O economista Felipe Salto é taxativo. “O governo está apostando todas as fichas na PEC do teto. Mas umas das primeiras lições da economia é não colocar todos os ovos em uma única cesta, o que é muito arriscado. É preciso ter uma agenda mais estruturada e mandar logo um conjunto de medidas de reformas para o Congresso Nacional trabalhar”, diz ele, que é coautor do livro Finanças públicas: da contabilidade criativa ao resgate da credibilidade. No entender dele, o governo deve agir rápido tão logo o Senado aprove o impeachment definitivo de Dilma Rousseff. “Não há tempo a perder”, frisa.

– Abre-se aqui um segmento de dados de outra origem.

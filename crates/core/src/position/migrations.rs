//! Position database schema migrations.
//!
//! Uses a simple version table approach to track applied migrations.
//! Each migration is a SQL batch that transforms the schema.

use std::num::ParseIntError;

use tokio_rusqlite::{Connection, params};

use crate::Error;

/// Migration list: (version, SQL).
///
/// Migrations must be applied in order. The version number is an
/// incrementing integer used to track which migrations have been applied.
/// All migrations are idempotent using CREATE IF NOT EXISTS.
const MIGRATIONS: &[(&str, &str)] = &[("1", include_str!("../../migrations/001_positions.sql"))];

/// Run any pending migrations.
///
/// Creates the _migrations table if it doesn't exist, checks the current
/// version, and applies any migrations that haven't been run yet.
///
/// # Errors
///
/// Returns an error if a migration SQL fails to execute.
pub async fn run(conn: &Connection) -> Result<(), Error> {
    conn.call(|conn| -> Result<(), Error> {
        conn.execute(
            "CREATE TABLE IF NOT EXISTS _migrations (
                version INTEGER PRIMARY KEY,
                applied_at TEXT NOT NULL
            )",
            [],
        )
        .map_err(Error::from)?;

        let current: i64 = conn
            .query_row("SELECT COALESCE(MAX(version), 0) FROM _migrations", [], |row| {
                row.get(0)
            })
            .map_err(Error::from)?;

        for (version, sql) in MIGRATIONS {
            let version_num: i64 = version
                .parse()
                .map_err(|e: ParseIntError| Error::MigrationFailed(e.to_string()))?;
            if version_num > current {
                conn.execute_batch(sql)?;
                conn.execute(
                    "INSERT INTO _migrations (version, applied_at) VALUES (?1, ?2)",
                    params![version_num, chrono::Utc::now().to_rfc3339()],
                )
                .map_err(Error::from)?;
            }
        }

        Ok(())
    })
    .await
    .map_err(Error::from)
}

#[cfg(test)]
mod tests {
    use super::*;

    #[tokio::test]
    async fn test_migrations_idempotent() {
        let conn = Connection::open_in_memory().await.unwrap();
        run(&conn).await.unwrap();
        run(&conn).await.unwrap();

        let has_positions: bool = conn
            .call(|conn| {
                conn.query_row(
                    "SELECT EXISTS(SELECT 1 FROM sqlite_master WHERE type='table' AND name='positions')",
                    [],
                    |row| row.get(0),
                )
            })
            .await
            .unwrap();

        assert!(has_positions);
    }

    #[tokio::test]
    async fn test_migrations_version_tracking() {
        let conn = Connection::open_in_memory().await.unwrap();
        run(&conn).await.unwrap();

        let count: i64 = conn
            .call(|conn| conn.query_row("SELECT COUNT(*) FROM _migrations", [], |row| row.get(0)))
            .await
            .unwrap();

        assert_eq!(count, MIGRATIONS.len() as i64);
    }
}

A ansiedade é grande. E a complacência do mercado com a equipe chefiada pelo ministro da Fazenda, Henrique Meirelles, está prestes a acabar se o governo não avançar os passos. Na verdade, o que mais se está vendo são recuos e sinais contraditórios. No projeto que renegocia as dívidas de estados, resultando um alívio de R$ 50 bilhões a essas unidades da Federação, o presidente interino, Michel Temer, fez uma série de concessões que vão resultar em aumentos das despesas com servidores, o que não é recomendável num momento em que se promete um ajuste fiscal consistente.

Doutora em economia e pesquisadora do Peterson Institute for International Economics (PIIE), em Washington, Monica de Bolle não esconde a apreensão. “Diante de tudo o que estamos vendo, a PEC dos gastos precisará ter muita substância para ser eficaz. De nada vai adiantar se o governo não conseguir encaminhar a reforma da Previdência, mesmo que não seja a ideal. O fato é que, neste ano, ninguém vai querer mexer nesse vespeiro, já que, em outubro, haverá eleições municipais”, avisa. Na avaliação dela, o voto de confiança ao governo estará com os dias contados após a confirmação do impeachment de Dilma. “Até lá, o governo Temer precisa explicar melhor em que consiste o ajuste fiscal”, assinala.

Para os especialistas, a PEC tem problemas, apesar de ser positiva ao, finalmente, propor um limite para o gasto público, algo fundamental para o equilíbrio das contas públicas, que foram desmanteladas nos últimos anos, devido à contabilidade criativa de Dilma. Desde 2014, o setor público está operando no vermelho e o prazo para o conserto dos estragos será longo. Há quem acredite que, mesmo com a PEC, as despesas terão crescimento real até 2020. Por isso, a cobrança por medidas de curto prazo. Nos 12 meses terminados em junho, o governo registrou deficit de R$ 151,2 bilhões, bem próximo do rombo definido como limite para este ano, de R$ 170,5 bilhões.